The Chinese economy has also cooled. Of the major economies, China accelerated first last year, with the economy growing sharply in the second quarter of 2020. As the rest of the world began to recover in Q3-Q4, Chinese policy makers started to apply the brakes. Over the last eight months China has initiated some regulatory tightening in shadow banking activities and has imposed some restraints to slow the pace of lending growth. Government initiatives were also announced recently with the aim of reducing commodity prices.
The combination of a cooling China with a peak in US economic growth momentum has been enough to reduce investor expectations about economic growth. However, this is at the margin and the effect should be short lived. China is not incentivised to cool their economy much more. China is simply trying to steer their economy toward an optimal growth rate, not slow it down unnecessarily. In October 2022 China holds its 20th National Party Congress, a critical political event that occurs once every five years. A robust economy is a pre-requisite, diminishing economic downside risk. The US is also not heading for a meaningful slowdown. Yes fiscal stimulus wanes in 2022 but continued employment gains, a robust housing market and high corporate and consumer savings provide powerful tailwinds.

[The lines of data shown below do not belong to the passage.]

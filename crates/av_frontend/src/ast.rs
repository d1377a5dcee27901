use av_diagnostic::span::Span;

use crate::{Node, NodeCopy};

#[derive(Node!)]
pub struct Program {
    pub items: Vec<Item>,
}

#[derive(Node!)]
pub enum Item {
    Var(VarDecl),
    Func(FuncDecl),
    Comment(Comment),
}

#[derive(Node!)]
pub struct VarDecl {
    pub ident: Ident,
    pub ty: ValueType,
    pub init: Option<Expr>,
}

#[derive(Node!)]
pub struct FuncDecl {
    pub ty: FuncType,
    pub body: Block,
}

#[derive(Node!)]
pub struct FuncType {
    pub ret_ty: ValueType,
    pub ident: Ident,
    pub params: Vec<FuncParam>,
}

#[derive(Node!)]
pub struct FuncParam {
    pub ident: Ident,
    pub ty: ValueType,
}

#[derive(Node!)]
pub struct Block {
    pub stmts: Vec<Stmt>,
    pub span: Span,
}

#[derive(Node!)]
pub enum Stmt {
    Var(VarDecl),
    If(IfStmt),
    Return(Option<Expr>),
    Expr(Expr),
    Comment(Comment),
}

#[derive(Node!)]
pub struct IfStmt {
    pub cond: Expr,
    pub then: Block,
    pub else_: Option<Block>,
}

/// The text of a `//` comment, without the slashes.
#[derive(Node!)]
pub struct Comment {
    pub text: String,
    pub span: Span,
}

#[derive(Node!)]
pub struct Ident {
    pub name: String,
    pub span: Span,
}

#[derive(Node!)]
pub struct Expr {
    pub kind: ExprKind,
    pub span: Span,
}

impl Expr {
    pub fn new(kind: ExprKind, span: Span) -> Self {
        Self { kind, span }
    }
}

#[derive(Node!)]
pub enum ExprKind {
    Ident(Ident),
    Literal(Literal),

    Unary {
        op: UnOp,
        expr: Box<Expr>,
    },

    Binary {
        op: BinOp,
        lhs: Box<Expr>,
        rhs: Box<Expr>,
    },

    Assign {
        target: Ident,
        value: Box<Expr>,
    },

    Call {
        callee: Ident,
        args: Vec<Expr>,
    },

    Cast {
        ty: ValueType,
        expr: Box<Expr>,
    },
}

#[derive(Node!)]
pub enum Literal {
    Int(i64),
    Str(String),
}

/// A scalar width, or the address of one.
#[derive(NodeCopy!)]
pub struct ValueType {
    pub width: Width,
    pub is_address: bool,
}

impl ValueType {
    pub fn scalar(width: Width) -> Self {
        Self {
            width,
            is_address: false,
        }
    }

    pub fn address(width: Width) -> Self {
        Self {
            width,
            is_address: true,
        }
    }
}

#[derive(NodeCopy!)]
pub enum Width {
    Byte,
    Word,
    Dword,
    Qword,
}

#[derive(NodeCopy!)]
pub enum UnOp {
    Pos,
    Neg,
    Not,
    AddrOf,
    PreInc,
    PreDec,
}

#[derive(NodeCopy!)]
pub enum BinOp {
    Add,
    Sub,
    Mul,
    Div,

    Lt,
    Gt,
    LtEq,
    GtEq,
    Eq,
    NotEq,
}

2. Policy Communication Error
In recent months the Fed has painstakingly articulated its desire for an overshoot in inflation and its major focus to reduce unemployment. As we have frequently stated, this is an enormous turning point in policy and merits investors owning more inflation hedges and not overpaying for deflation hedges. Yet, Fed commentary this week appeared hawkish and deflationary. The key was the movement of the dots in the Fed plot, with the median now expecting two rate hikes in 2023. This is a hawkish move relative to expectations, and given the softening of growth expectations discussed above, it came at a bad time for cyclicals and bond yields.

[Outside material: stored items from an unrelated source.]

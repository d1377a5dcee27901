use std::io;

use termcolor::{ColorSpec, WriteColor};
use unicode_width::UnicodeWidthStr;

use super::sources::{Cached, Source, Sources};
use super::{Config, Diagnostic, Severity, Snippet, SnippetKind};

const TAB: &str = "    ";

impl<S: Sources> Diagnostic<S> {
    /// Render the diagnostic, with every snippet drawn under its source lines.
    ///
    /// # Panics
    /// Panics if a snippet refers to a missing source or lies outside it.
    pub fn write_to_stream(
        &self,
        sources: &S,
        config: &Config,
        stream: &mut impl WriteColor,
    ) -> io::Result<()> {
        DiagnosticWriter {
            diagnostic: self,
            sources,
            stream,
            config,
        }
        .draw_all()
    }
}

struct DiagnosticWriter<'stream, 'a, W: WriteColor, S: Sources> {
    diagnostic: &'a Diagnostic<S>,
    sources: &'a S,

    stream: &'stream mut W,
    config: &'a Config,
}

impl<'a, W: WriteColor, S: Sources> DiagnosticWriter<'_, 'a, W, S> {
    fn draw_all(mut self) -> io::Result<()> {
        self.draw_header()?;

        let mut snippets: Vec<&Snippet<S>> = self.diagnostic.snippets.iter().collect();
        snippets.sort_by_key(|snippet| (snippet.span.start, snippet.kind));

        for snippet in snippets {
            let source = self
                .sources
                .get_source(snippet.source_id)
                .expect("source missing");

            self.draw_snippet(source, snippet)?;
        }

        Ok(())
    }

    fn draw_header(&mut self) -> io::Result<()> {
        self.stream.set_color(self.primary_color())?;

        if let Some(id) = &self.diagnostic.id {
            write!(self.stream, "[{id}] ")?;
        }

        write!(self.stream, "{}:", self.diagnostic.severity.as_str())?;
        self.stream.reset()?;

        match &self.diagnostic.message {
            Some(message) => writeln!(self.stream, " {message}"),
            None => writeln!(self.stream),
        }
    }

    fn draw_snippet(&mut self, source: &Cached<S::Source>, snippet: &Snippet<S>) -> io::Result<()> {
        let span = snippet.span;

        let (line_num, col_num) = source
            .byte_to_line_col(span.start)
            .expect("span start out of bounds");

        let first_line = line_num - 1;
        let last_line = source
            .byte_to_line_index(span.end)
            .expect("span end out of bounds");

        let context_start = first_line.saturating_sub(self.config.context_size);
        let context_end = (last_line + 1 + self.config.context_size).min(source.num_lines());

        let line_num_width = context_end.max(1).ilog10() as usize + 1;

        self.stream.set_color(&self.config.subtle)?;
        write!(self.stream, "In {}:{line_num}:{col_num}", source.name_str())?;
        if let Some(path) = source.path() {
            write!(self.stream, " ({}:{line_num}:{col_num})", path.display())?;
        }
        writeln!(self.stream)?;
        self.stream.reset()?;

        for line in context_start..context_end {
            let line_str = source.line_str(line).expect("line out of bounds");

            self.draw_gutter(Some(line + 1), line_num_width)?;
            writeln!(self.stream, "{}", line_str.replace('\t', TAB))?;

            if line < first_line || line > last_line {
                continue;
            }

            let line_start = source.line_to_byte(line).expect("line out of bounds");
            let from = span.start.max(line_start) - line_start;
            let to = (span.end.min(line_start + line_str.len()) - line_start).max(from);

            let offset = str_width(&line_str[..from]);
            let width = str_width(&line_str[from..to]).max(1);

            self.draw_gutter(None, line_num_width)?;
            self.stream.set_color(self.snippet_color(snippet.kind))?;

            write!(self.stream, "{:<offset$}", "")?;
            write!(self.stream, "{}", self.config.underline.repeat(width))?;

            if line == last_line {
                write!(self.stream, "{}{}", self.config.underline_after, snippet.label)?;
            }

            self.stream.reset()?;
            writeln!(self.stream)?;
        }

        Ok(())
    }

    fn draw_gutter(&mut self, line: Option<usize>, line_num_width: usize) -> io::Result<()> {
        self.stream.set_color(&self.config.subtle)?;

        match line {
            Some(line) => write!(self.stream, "{line:>line_num_width$}")?,
            None => write!(self.stream, "{:>line_num_width$}", "")?,
        }

        write!(self.stream, " {} ", self.config.gutter)?;
        self.stream.reset()
    }

    fn primary_color(&self) -> &'a ColorSpec {
        match self.diagnostic.severity {
            Severity::Warning => &self.config.warning_color,
            Severity::Error => &self.config.error_color,
        }
    }

    fn snippet_color(&self, kind: SnippetKind) -> &'a ColorSpec {
        match kind {
            SnippetKind::Primary => self.primary_color(),
            SnippetKind::Secondary => &self.config.emphasis,
        }
    }
}

fn str_width(s: &str) -> usize {
    let num_tabs = s.chars().filter(|&ch| ch == '\t').count();
    s.width() + num_tabs * TAB.len()
}
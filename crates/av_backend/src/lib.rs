pub mod emitter;
pub mod operand;
pub mod registers;

pub use emitter::Emitter;
pub use operand::{Memory, Operand};
pub use registers::{Register, RegisterId, Size};

#[derive(thiserror::Error, Debug)]
pub enum BackendError {
    #[error("failed to write assembly: {0}")]
    Io(#[from] std::io::Error),
}

pub type BackendResult<T> = Result<T, BackendError>;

The problem with this conclusion is that movement in the dot plot does not itself drive Fed policy. Yes they reflect FOMC members but Powell has repeatedly asked investors not to extrapolate the dots as expected policy. This week some FOMC members have indicated a move earlier in hikes, but this does not reflect FOMC leadership thinking, based on recent speeches. Powell has already talked down the importance of the dots and more of this commentary is likely. After many months of articulating the Fed’s new approach, it is unlikely that the Fed is embarking on such a sudden U-turn. This week has revealed a communication problem that Fed leadership will likely rectify in the coming weeks. As they do this, economic growth expectations will likely rise. There is also a self-correcting element here for markets. As the yield curve flattens and inflation expectations cool, rate hikes start to get pushed out, causing the yield curve to steepen again.
The somewhat counterintuitive message from the above is that dovish commentary pushes treasury yields up, whilst hawkish commentary pushes treasury yields down. Having experienced this hawkish shock this week, as the Fed starts to pushes out rake hike expectations, yields should rise.
3. Positioning
By late Q1 this year, the short Treasury trade became crowded. Consensus Inc data showed one of the lowest number of bulls in Treasuries in a decade. The weak dollar had also became consensus and crowded. Higher yields and a weaker dollar are broadly supportive of value and a headwind to growth. As these positions unwound, the decline in yields and rally in the dollar acted as a headwind to value.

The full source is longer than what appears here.